| MATERIAL TO PROCESS |
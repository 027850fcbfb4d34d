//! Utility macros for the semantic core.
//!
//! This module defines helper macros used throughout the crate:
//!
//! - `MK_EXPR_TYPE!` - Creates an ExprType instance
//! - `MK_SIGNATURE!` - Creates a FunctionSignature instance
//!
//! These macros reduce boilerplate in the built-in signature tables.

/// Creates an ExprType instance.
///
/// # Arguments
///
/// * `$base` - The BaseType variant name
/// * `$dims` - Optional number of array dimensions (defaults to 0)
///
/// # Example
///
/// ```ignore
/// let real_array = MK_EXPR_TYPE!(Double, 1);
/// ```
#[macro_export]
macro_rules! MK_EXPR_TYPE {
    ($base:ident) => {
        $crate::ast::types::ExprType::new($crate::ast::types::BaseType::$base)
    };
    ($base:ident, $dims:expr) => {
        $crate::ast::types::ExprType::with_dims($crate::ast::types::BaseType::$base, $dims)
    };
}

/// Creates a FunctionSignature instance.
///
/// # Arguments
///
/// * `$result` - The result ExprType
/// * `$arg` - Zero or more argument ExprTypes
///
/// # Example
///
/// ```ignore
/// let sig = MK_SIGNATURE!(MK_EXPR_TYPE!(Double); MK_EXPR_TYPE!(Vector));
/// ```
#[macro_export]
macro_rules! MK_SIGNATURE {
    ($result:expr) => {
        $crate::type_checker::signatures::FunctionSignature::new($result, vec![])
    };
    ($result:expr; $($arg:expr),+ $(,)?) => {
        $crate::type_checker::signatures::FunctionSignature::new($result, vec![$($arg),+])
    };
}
...
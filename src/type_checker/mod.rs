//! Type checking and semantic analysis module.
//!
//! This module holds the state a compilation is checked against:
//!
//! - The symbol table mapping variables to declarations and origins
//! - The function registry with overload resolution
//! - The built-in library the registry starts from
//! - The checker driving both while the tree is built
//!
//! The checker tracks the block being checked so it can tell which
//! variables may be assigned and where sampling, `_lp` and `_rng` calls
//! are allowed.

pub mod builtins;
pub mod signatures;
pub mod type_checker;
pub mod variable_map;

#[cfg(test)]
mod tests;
---
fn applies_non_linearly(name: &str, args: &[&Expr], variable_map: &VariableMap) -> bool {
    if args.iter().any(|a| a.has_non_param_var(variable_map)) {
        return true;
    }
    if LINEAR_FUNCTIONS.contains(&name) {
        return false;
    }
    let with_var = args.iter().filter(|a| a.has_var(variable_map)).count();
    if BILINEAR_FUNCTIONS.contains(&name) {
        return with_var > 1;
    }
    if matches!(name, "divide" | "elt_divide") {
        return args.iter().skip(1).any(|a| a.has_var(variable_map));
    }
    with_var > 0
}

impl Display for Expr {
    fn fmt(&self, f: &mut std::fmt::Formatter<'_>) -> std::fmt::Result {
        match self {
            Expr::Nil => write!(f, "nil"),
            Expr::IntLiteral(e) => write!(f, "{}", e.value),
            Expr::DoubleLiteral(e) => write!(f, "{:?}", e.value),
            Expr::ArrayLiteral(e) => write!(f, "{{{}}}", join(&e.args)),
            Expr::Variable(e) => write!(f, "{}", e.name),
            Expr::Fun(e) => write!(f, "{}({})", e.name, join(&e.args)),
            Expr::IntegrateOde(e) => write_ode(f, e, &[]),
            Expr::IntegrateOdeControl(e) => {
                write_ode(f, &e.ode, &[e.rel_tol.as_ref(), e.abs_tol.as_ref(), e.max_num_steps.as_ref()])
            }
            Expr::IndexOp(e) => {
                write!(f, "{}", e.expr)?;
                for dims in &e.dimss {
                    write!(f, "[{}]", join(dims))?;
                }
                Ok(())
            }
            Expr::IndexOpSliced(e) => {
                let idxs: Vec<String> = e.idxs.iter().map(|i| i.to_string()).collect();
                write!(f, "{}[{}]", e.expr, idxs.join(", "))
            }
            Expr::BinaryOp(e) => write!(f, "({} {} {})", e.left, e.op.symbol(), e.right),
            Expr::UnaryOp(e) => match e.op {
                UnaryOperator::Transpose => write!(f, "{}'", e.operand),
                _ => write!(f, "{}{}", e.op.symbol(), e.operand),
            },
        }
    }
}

| REQUIREMENT |
Lines that contain "operand" are the result; find them in the entries above and copy each one.

| REPLY |
                UnaryOperator::Transpose => write!(f, "{}'", e.operand),
                _ => write!(f, "{}{}", e.op.symbol(), e.operand),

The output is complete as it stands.